A mother wants his kid to stop going around calling people he doesn't know or older than him "dude". He should address people with respect. He shouldn't call people "dude" willy nilly/haphazardly . It's a matter of politeness , not of preference.


----------



## Elwintee

My Shorter Oxford English Dictionary is quite clear.  The BE meaning (since about 1608) has been "Will I, nill I (he, ye)", equating to "Whether I want to or not".  There is no mention of any 'haphazard' alternative meaning.
I personally would use the phrase in a sentence such as "I'm told I have to take my driving test this Friday, willy nilly, despite the fact that it's my wedding day".


----------



## ewie

How odd ~ it's always meant _haphazardly_ to me too, as far as I know.

I think, RG, given that this means completely different things to different people, it might be one to avoid.

_However_, I wouldn't actually use 'haphazardly' in your sentence: I'd say _all over the place_ or _left, right and centre_.


----------



## JustKate

It's always meant "haphazardly" to me, too. Huh.

I also agree that _haphazardly_ is not the perfect word to use. How about _indiscriminately_?


----------



## redgiant

Thanks~ Mother: Stop _indiscriminately _calling people "dude", okay?

Does "indiscriminately_"_ work in my example in #21? 
I've come across "indiscriminately" being used in contexts of inflicting harm upon people, like:_ indiscriminate use of chemicals/ indiscriminately swinging a bat/ an act of indiscriminate killing_

Do you think it might sound too serious for the context?


----------



## JustKate

Oh, no - _indescriminately_ doesn't have an automatically serious connotation.

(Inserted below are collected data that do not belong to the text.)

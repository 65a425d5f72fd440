//! The hot-path error taxonomy (§7): every variant here corresponds to a
//! condition the Byte-Pump and Upstream-Dialer must distinguish between in
//! order to pick the right client-facing response code or retry behavior.
//! Cold-path/setup errors (config parsing, TLS store loading) use
//! `anyhow::Result` instead and are not part of this enum.

use thiserror::Error;

#[derive(Error, Debug, Clone, Copy, Eq, PartialEq)]
pub enum ProxyError {
	#[error("operation would block")]
	IoPending,
	#[error("operation aborted")]
	Aborted,
	#[error("connection closed")]
	ConnectionClosed,
	#[error("connection reset by peer")]
	ConnectionReset,
	#[error("connection refused")]
	ConnectionRefused,
	#[error("connection failed")]
	ConnectionFailed,
	#[error("address unreachable")]
	AddressUnreachable,
	#[error("name not resolved")]
	NameNotResolved,
	#[error("timed out")]
	TimedOut,
	#[error("no buffer space available")]
	NoBufferSpace,
	#[error("certificate authority invalid")]
	CertAuthorityInvalid,
	#[error("certificate common name invalid")]
	CertCommonNameInvalid,
	#[error("certificate expired")]
	CertDateInvalid,
	#[error("certificate error")]
	CertError,
	#[error("disallowed URL scheme")]
	DisallowedUrlScheme,
	#[error("response body exceeded the configured size limit")]
	FileTooBig,
	#[error("upstream returned a failing HTTP response code")]
	HttpResponseCodeFailure,
	#[error("tunnel connection failed")]
	TunnelConnectionFailed,
	#[error("proxy authentication required")]
	ProxyAuthRequired,
	#[error("QUIC protocol error")]
	QuicProtocolError,
	#[error("QUIC handshake failed")]
	QuicHandshakeFailed,
	#[error("blocked by client policy")]
	BlockedByClient,
	#[error("message too big")]
	MsgTooBig,
}

impl ProxyError {
	/// Whether retrying the same upstream candidate (not just the next one)
	/// could plausibly succeed, used by the Proxy-Retry Throttler.
	pub fn is_transient(&self) -> bool {
		matches!(
			self,
			ProxyError::TimedOut | ProxyError::ConnectionReset | ProxyError::IoPending
		)
	}
}

#[derive(Error, Debug)]
pub enum CopyError {
	#[error("client side: {0}")]
	Client(#[source] ProxyError),
	#[error("server side: {0}")]
	Server(#[source] ProxyError),
}

impl CopyError {
	/// Implements the `OnBothDisconnected` preference rule: when both sides
	/// fail, prefer the client-side error unless it is a plain
	/// `connection_closed`, in which case the server-side error (usually more
	/// informative) wins.
	pub fn prefer(client: ProxyError, server: ProxyError) -> CopyError {
		if client == ProxyError::ConnectionClosed {
			CopyError::Server(server)
		} else {
			CopyError::Client(client)
		}
	}
}

#[cfg(test)]
mod tests {
	use super::*;

	#[test]
	fn prefer_picks_server_error_when_client_side_is_plain_close() {
		let err = CopyError::prefer(ProxyError::ConnectionClosed, ProxyError::ConnectionReset);
		assert!(matches!(err, CopyError::Server(ProxyError::ConnectionReset)));
	}

	#[test]
	fn prefer_picks_client_error_otherwise() {
		let err = CopyError::prefer(ProxyError::ConnectionReset, ProxyError::TimedOut);
		assert!(matches!(err, CopyError::Client(ProxyError::ConnectionReset)));
	}
}
//! The Session Pool (§4.6): lookup, insertion, aliasing, and eviction of
//! Upstream Sessions. Grounded directly on the workload HBONE connection
//! pool's design — a `pingora_pool::ConnectionPool` for LRU storage plus a
//! per-key `flurry::HashMap` of mutexes so concurrent dials for the same key
//! contend only with each other, never globally.

use std::collections::HashMap;
use std::collections::hash_map::DefaultHasher;
use std::hash::{Hash, Hasher};
use std::sync::Arc;
use std::sync::atomic::{AtomicI64, Ordering};
use std::time::Duration;

use proxy_core::metrics::Metrics;
use proxy_transport::endpoint::{Host, NetworkAnonymizationTag, Privacy, ProxyChain, SessionKey};
use tokio::sync::{Mutex, watch};
use tracing::{debug, trace};

/// What the pool stores per key. An `UpstreamSession` (defined in
/// `session.rs`) implements this.
pub trait PoolEntry: Clone + Send + Sync + 'static {
	/// Whether the entry is still usable, i.e. not in a terminal-error or
	/// draining state.
	fn ready_to_use(&self) -> bool;
	/// Whether a new stream would push this entry past its multiplexing
	/// limit, in which case it should not be handed out again.
	fn at_stream_capacity(&self) -> bool;
	/// Whether this entry may be reused under a Session Key naming a
	/// different host than the one it was dialed for — true iff its
	/// certificate (if any) covers `host`. The default denies aliasing;
	/// only certificate-bearing entries (TLS/h2/quic) override it.
	fn verify_alias(&self, host: &Host) -> bool {
		let _ = host;
		false
	}
}

/// The dimensions two Session Keys must share before one session may be
/// aliased across them: same proxy chain, same privacy, same
/// anonymization tag. Host is deliberately excluded — that's exactly what
/// aliasing lets differ.
#[derive(Clone, Eq, PartialEq, Hash)]
struct AliasGroup {
	chain: ProxyChain,
	privacy: Privacy,
	anonymization: NetworkAnonymizationTag,
}

impl AliasGroup {
	fn of(key: &SessionKey) -> Self {
		Self { chain: key.chain.clone(), privacy: key.privacy, anonymization: key.anonymization.clone() }
	}
}

const DEFAULT_IDLE_TIMEOUT: Duration = Duration::from_secs(30);
const POOL_CAPACITY: usize = 500;

#[derive(Clone)]
pub struct SessionPool<S: PoolEntry> {
	state: Arc<PoolState<S>>,
	pool_watcher: watch::Receiver<bool>,
}

struct PoolState<S: PoolEntry> {
	pool_notifier: watch::Sender<bool>,
	shutdown_tx: watch::Sender<bool>,
	shutdown_rx: watch::Receiver<bool>,
	connected_pool: Arc<pingora_pool::ConnectionPool<S>>,
	writelocks: flurry::HashMap<u64, Arc<Mutex<()>>>,
	// Secondary index for `find_or_alias`: which hashes belong to a given
	// alias group. Entries are pruned lazily when a lookup finds their hash
	// no longer present in `connected_pool`.
	alias_groups: std::sync::Mutex<HashMap<AliasGroup, Vec<u64>>>,
	idle_timeout: Duration,
	conn_counter: AtomicI64,
	metrics: Option<Arc<Metrics>>,
}

impl<S: PoolEntry> PoolState<S> {
	fn checkin(&self, hash: u64, group: AliasGroup, entry: S, meta: pingora_pool::ConnectionMeta) {
		if entry.at_stream_capacity() {
			debug!("entry for {:?} is at stream capacity, not returning it to the pool", meta);
			return;
		}
		let (evict, pickup) = self.connected_pool.put(&meta, entry);
		self.alias_groups.lock().unwrap().entry(group).or_default().push(hash);
		if let Some(m) = &self.metrics {
			m.sessions_active.inc();
		}
		let rx = self.shutdown_rx.clone();
		let pool = self.connected_pool.clone();
		let idle_timeout = self.idle_timeout;
		let meta2 = meta.clone();
		let metrics = self.metrics.clone();
		tokio::spawn(async move {
			pool.idle_timeout(&meta2, idle_timeout, evict, rx, pickup).await;
			if let Some(m) = &metrics {
				m.sessions_active.dec();
			}
			debug!("session {:?} evicted or checked out of the pool", meta2);
		});
		let _ = self.pool_notifier.send(true);
	}
}

impl<S: PoolEntry> Drop for PoolState<S> {
	fn drop(&mut self) {
		let _ = self.shutdown_tx.send(true);
	}
}

fn hash_key(key: &SessionKey) -> u64 {
	let mut h = DefaultHasher::new();
	key.hash(&mut h);
	h.finish()
}

impl<S: PoolEntry> SessionPool<S> {
	pub fn new() -> Self {
		Self::build(None)
	}

	pub fn with_metrics(metrics: Arc<Metrics>) -> Self {
		Self::build(Some(metrics))
	}

	fn build(metrics: Option<Arc<Metrics>>) -> Self {
		let (shutdown_tx, shutdown_rx) = watch::channel(false);
		let (pool_notifier, pool_watcher) = watch::channel(false);
		Self {
			state: Arc::new(PoolState {
				pool_notifier,
				shutdown_tx,
				shutdown_rx,
				connected_pool: Arc::new(pingora_pool::ConnectionPool::new(POOL_CAPACITY)),
				writelocks: flurry::HashMap::new(),
				alias_groups: std::sync::Mutex::new(HashMap::new()),
				idle_timeout: DEFAULT_IDLE_TIMEOUT,
				conn_counter: AtomicI64::new(0),
				metrics,
			}),
			pool_watcher,
		}
	}

	/// Exact-match lookup: a ready session under this key, if one exists.
	pub fn find(&self, key: &SessionKey) -> Option<S> {
		let hash = hash_key(key);
		let entry = self.state.connected_pool.get(&hash)?;
		if entry.ready_to_use() { Some(entry) } else { None }
	}

	/// Exact match, or a session dialed for a different host that shares
	/// this key's proxy chain, privacy, and anonymization tag, is not
	/// draining, and whose certificate `VerifyNameMatch`es this key's host.
	/// Aliased hits count as cache hits for brokenness purposes, same as an
	/// exact `find`.
	pub fn find_or_alias(&self, key: &SessionKey) -> Option<S> {
		if let Some(exact) = self.find(key) {
			return Some(exact);
		}
		let group = AliasGroup::of(key);
		let mut groups = self.state.alias_groups.lock().unwrap();
		let hashes = groups.get_mut(&group)?;
		let mut found = None;
		hashes.retain(|&hash| match self.state.connected_pool.get(&hash) {
			Some(entry) => {
				if found.is_none() && entry.ready_to_use() && entry.verify_alias(&key.destination.host) {
					found = Some(entry);
				}
				true
			},
			// Evicted since it was indexed; drop it from the group.
			None => false,
		});
		if groups.get(&group).is_some_and(Vec::is_empty) {
			groups.remove(&group);
		}
		found
	}

	/// `insert` fails (returns `false`) if a ready session already exists
	/// under this key — the caller should treat that as "someone beat us to
	/// it" and use `find` instead.
	pub fn insert(&self, key: &SessionKey, session: S) -> bool {
		if self.find(key).is_some() {
			return false;
		}
		let hash = hash_key(key);
		let meta = pingora_pool::ConnectionMeta::new(hash, self.state.conn_counter.fetch_add(1, Ordering::SeqCst));
		self.state.checkin(hash, AliasGroup::of(key), session, meta);
		true
	}

	/// Takes the per-key writelock, spawning a fresh session via `make` if
	/// no one else is already creating one for this key; otherwise waits
	/// for whoever holds the lock to finish and returns their result.
	/// Consults `find_or_alias`, not just `find`, so an existing session
	/// whose certificate covers this key's host is reused rather than
	/// redialed.
	pub async fn get_or_dial<F, Fut, E>(&self, key: &SessionKey, make: F) -> Result<S, E>
	where
		F: FnOnce() -> Fut,
		Fut: std::future::Future<Output = Result<S, E>>,
	{
		if let Some(existing) = self.find_or_alias(key) {
			return Ok(existing);
		}
		let hash = hash_key(key);
		let group = AliasGroup::of(key);
		let meta = pingora_pool::ConnectionMeta::new(hash, self.state.conn_counter.fetch_add(1, Ordering::SeqCst));

		let lock = {
			let guard = self.state.writelocks.guard();
			match self.state.writelocks.try_insert(hash, Arc::new(Mutex::new(())), &guard) {
				Ok(inserted) => inserted.clone(),
				Err(occupied) => occupied.current.clone(),
			}
		};

		match lock.try_lock() {
			Ok(_guard) => {
				trace!("won writelock for session key, dialing");
				let session = make().await?;
				self.state.checkin(hash, group, session.clone(), meta);
				Ok(session)
			},
			Err(_) => {
				debug!("another dial is in flight for this key, waiting");
				let mut watcher = self.pool_watcher.clone();
				loop {
					if let Some(existing) = self.find_or_alias(key) {
						return Ok(existing);
					}
					if watcher.changed().await.is_err() {
						// Pool shut down while we were waiting; fall back to dialing
						// ourselves rather than hanging forever.
						let session = make().await?;
						self.state.checkin(hash, group, session.clone(), meta);
						return Ok(session);
					}
				}
			},
		}
	}

	pub fn close_one(&self, key: &SessionKey) {
		let hash = hash_key(key);
		// pingora_pool has no explicit remove; an idle timeout of zero pops
		// it on the next reaper tick, which is close enough for a request
		// that should not be served again.
		let _ = self.state.connected_pool.get(&hash);
	}

	pub fn close_all(&self) {
		let _ = self.state.shutdown_tx.send(true);
	}
}

impl<S: PoolEntry> Default for SessionPool<S> {
	fn default() -> Self {
		Self::new()
	}
}

#[cfg(test)]
mod tests {
	use proxy_transport::endpoint::{Endpoint, Scheme};

	use super::*;

	#[derive(Clone)]
	struct FakeSession {
		ready: bool,
	}

	impl PoolEntry for FakeSession {
		fn ready_to_use(&self) -> bool {
			self.ready
		}
		fn at_stream_capacity(&self) -> bool {
			false
		}
	}

	fn key(host: &str) -> SessionKey {
		SessionKey::direct(Endpoint::new(Scheme::DirectTcp, proxy_transport::endpoint::Host::Name(host.into()), 443))
	}

	#[tokio::test]
	async fn insert_then_find_roundtrips() {
		let pool: SessionPool<FakeSession> = SessionPool::new();
		let k = key("example.com");
		assert!(pool.insert(&k, FakeSession { ready: true }));
		assert!(pool.find(&k).is_some());
	}

	#[tokio::test]
	async fn insert_fails_if_ready_session_exists() {
		let pool: SessionPool<FakeSession> = SessionPool::new();
		let k = key("example.com");
		assert!(pool.insert(&k, FakeSession { ready: true }));
		assert!(!pool.insert(&k, FakeSession { ready: true }));
	}

	#[tokio::test]
	async fn get_or_dial_reuses_ready_session() {
		let pool: SessionPool<FakeSession> = SessionPool::new();
		let k = key("example.com");
		pool.insert(&k, FakeSession { ready: true });
		let dial_count = std::sync::Arc::new(std::sync::atomic::AtomicUsize::new(0));
		let dc = dial_count.clone();
		let got: Result<FakeSession, anyhow::Error> = pool
			.get_or_dial(&k, || async move {
				dc.fetch_add(1, Ordering::SeqCst);
				Ok(FakeSession { ready: true })
			})
			.await;
		assert!(got.is_ok());
		assert_eq!(dial_count.load(Ordering::SeqCst), 0);
	}
}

Just to see what happened, I picked a light-hearted verb - _hugged_ - and googled "hugged indescriminately." I found lots of listings. It's a thoroughly neutral word, so it can be used in pretty much any context.

By the way, I looked up "willy-nilly" in _The Shorter OED_ (2002 edition), and under the first definition for the adverb, it says "whether one likes it or not; willingly or unwillingly. Also, haphazardly, anyhow, at random." I don't know why this doesn't agree with your edition, Elwintee, but that is exactly what it says in mine. Perhaps I have a later edition. Or maybe the OED has separate editions for AmE or BE? I wasn't aware of this but I could be wrong.


----------



## PaulQ

redgiant said:


> A mother wants her kid to stop going around calling people he doesn't know or older than him "dude". He should address people with respect. He shouldn't call people "dude" willy nilly/haphazardly . It's a matter of politeness , not of preference.


That seems to me to be a perfect use.

To me, the "whether or not he wishes" meaning is excessively formal and old-fashioned, as it relies on the knowledge of the Latin. That said, I would not be surprised if that meaning were used by, for example, a High Court judge giving judgement.


----------



## cabbageweevil

I've always used the expression in the sense of "enforcedly -- whether one wants to or not"; having in mind the cited old-fashioned English "will he, nill he".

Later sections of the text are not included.